Caterpillar makes open offer to buy out Hindustan Powerplus
Our Markets Bureau
31 March 2003
Mumbai: Caterpillar Inc, a US-listed company, through its subsidiary Caterpillar Commercial SA (CCSA), has made an open offer to buy out the public shareholders of Hindustan Powerplus (HPL) at a price of Rs 32 per share.
The CK Birla group, in technical and financial collaboration with Caterpillar of the US, promotes HPL. The CK Birla group and Caterpillar hold 37.75-per cent stake each in HPL with the balance 24.5 per cent being held by the public.
Post-announcement of the offer, the CK Birla group has made its intention known that they would participate in the offer made by CCSA. With the CK Birla group companies participating in the offer, CCSA will reach a holding of at least 75.5 per cent.
Key financials of HPL:
FY 2000 | FY 2001 | FY 2002 | FY 2003 (9 months) | |
Total Income (Rs million) | 1673 | 1612 | 1634 | 1155 |
Profit After Tax (Rs million) | 62 | 77 | 65 | 30 |
Dividend (%) | - | 5% | 5% | - |
EPS (Rs) | 1.96 | 2.42 | 2.03 | 0.95 |
Return on Networth (%) | 6.8% | 7.9% | 6.5% | |
Book Value per share (Rs) | 28.74 | 30.67 | 31.11 |
Key features of the HPL stock:
High Price | 52 Week | 2 Year | |
36.00 | 36.00 | ||
Low Price | 17.50 | 11.50 | |
Statutory Price (On Announcement Date) | 23.40 | ||
Offer Price | 32.00 | ||
Offer Price Premium over Statutory Price | 36.75% | ||
Price/Earnings (At offer Price) | 15.76x | ||
Price/Earnings (Industry Average) | 9.80x | ||
Dividend (FY02) yield at offer price | 1.56% |
The company has not been able to show growth during the past few years on the total income and the profit after tax. With the dividend being low at 5 per cent the yield is also very low. The offer price of Rs 32 is near its two-year high price of Rs 36. The offer price of Rs 32 per share is attractive since it is at a significant premium to the pre-announcement price and the price earning ratios of comparable companies in the industry.

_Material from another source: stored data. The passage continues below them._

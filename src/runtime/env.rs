//! Environment variable access.

use std::env;

use super::RealRuntime;

impl RealRuntime {
    #[tracing::instrument(skip(self))]
    pub(crate) fn env_var_impl(&self, key: &str) -> Result<String, env::VarError> {
        env::var(key)
    }
}
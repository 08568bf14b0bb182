//! Runtime abstraction for system operations.
//!
//! Commands read environment variables and input files through this trait so
//! that configuration and file parsing can be tested with `MockRuntime`.
//!
//! # Structure
//!
//! - `env` - Environment variables
//! - `fs` - File system reads

mod env;
mod fs;

use anyhow::Result;
use std::env as std_env;
use std::path::Path;

#[cfg_attr(test, mockall::automock)]
pub trait Runtime: Send + Sync {
    // Environment
    fn env_var(&self, key: &str) -> Result<String, std_env::VarError>;

    // File System
    fn read_to_string(&self, path: &Path) -> Result<String>;
    fn exists(&self, path: &Path) -> bool;
}

pub struct RealRuntime;

impl Runtime for RealRuntime {
    fn env_var(&self, key: &str) -> Result<String, std_env::VarError> {
        self.env_var_impl(key)
    }

    fn read_to_string(&self, path: &Path) -> Result<String> {
        self.read_to_string_impl(path)
    }

    fn exists(&self, path: &Path) -> bool {
        self.exists_impl(path)
    }
}
use std::{
    process::Command,
    time::{SystemTime, UNIX_EPOCH},
};

fn main() {
    println!("cargo:rerun-if-changed=.git/HEAD");
    println!("cargo:rerun-if-changed=.git/index");

    let output = Command::new("git")
        .args(["describe", "--tags", "--always", "--dirty"])
        .output();

    let version = match output {
        Ok(o) if o.status.success() => {
            let git_output = String::from_utf8(o.stdout)
                .unwrap_or_default()
                .trim()
                .to_string();

            // Strip 'v' prefix if present (e.g., "v1.0.0" -> "1.0.0")
            let version = git_output.strip_prefix('v').unwrap_or(&git_output);

            if version.ends_with("-dirty") || version.is_empty() {
                format!("{}-{}", version, timestamp())
            } else {
                version.to_string()
            }
        }
        _ => format!("0.0.0-unknown-{}", timestamp()),
    };

    println!("cargo:rustc-env=GITHUBREL_VERSION={}", version);
}

fn timestamp() -> u64 {
    SystemTime::now()
        .duration_since(UNIX_EPOCH)
        .expect("Time went backwards")
        .as_secs()
}
use chrono::{DateTime, SecondsFormat, Utc};
use serde::{Deserialize, Serialize};

use super::repo::GitHubRepo;

/// GitHub API response types (internal).
pub(crate) mod api {
    use serde::Deserialize;

    #[derive(Deserialize, Debug)]
    pub struct Release {
        pub tag_name: String,
        pub name: Option<String>,
        pub html_url: Option<String>,
        pub published_at: Option<String>,
    }
}

/// The latest published release of a repository.
#[derive(Deserialize, Serialize, Debug, PartialEq, Eq, Clone, Default)]
pub struct Release {
    /// Repository in `owner/repo` form
    pub repository: String,
    /// Version tag (e.g., "v1.0.0")
    pub tag_name: String,
    /// Release title, empty when unset upstream
    pub name: String,
    pub html_url: String,
    /// `YYYY-MM-DDTHH:MM:SSZ`, or empty when the release has no publish date
    pub published_at: String,
}

impl Release {
    pub(crate) fn from_api(repo: &GitHubRepo, r: api::Release) -> Self {
        Release {
            repository: repo.to_string(),
            tag_name: r.tag_name,
            name: r.name.unwrap_or_default(),
            html_url: r.html_url.unwrap_or_default(),
            published_at: r
                .published_at
                .as_deref()
                .map(normalize_timestamp)
                .unwrap_or_default(),
        }
    }
}

/// Render an upstream timestamp in UTC with second precision.
/// Values that are not RFC 3339 are returned unchanged.
pub fn normalize_timestamp(raw: &str) -> String {
    match DateTime::parse_from_rfc3339(raw) {
        Ok(ts) => ts
            .with_timezone(&Utc)
            .to_rfc3339_opts(SecondsFormat::Secs, true),
        Err(_) => raw.to_string(),
    }
}
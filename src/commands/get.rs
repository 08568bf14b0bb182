use anyhow::Result;

use crate::application::GetAction;
use crate::github::GetReleases;
use crate::output::format_release;
use crate::runtime::Runtime;

use super::connect;

/// Print the latest release of `repo_str`.
pub async fn get<R: Runtime>(
    runtime: &R,
    repo_str: &str,
    format: &str,
    api_url: Option<String>,
) -> Result<()> {
    let github = connect(runtime, api_url)?;
    println!("{}", run(&github, repo_str, format).await?);
    Ok(())
}

#[tracing::instrument(skip(github))]
pub(super) async fn run<G: GetReleases + ?Sized>(
    github: &G,
    repo_str: &str,
    format: &str,
) -> Result<String> {
    let release = GetAction::new(github).run(repo_str).await?;
    Ok(format_release(&release, format)?)
}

Should one hold or tender?
Prior to the offer the HPL stock was infrequently traded on the stock exchanges, further after the completion of the offer the liquidity would reduce even further thereby reducing the option of exit in the open market in the event low liquidity. Due to the low level of floating stock investor interest in the stock would reduce and chances of capital appreciation would reduce significantly.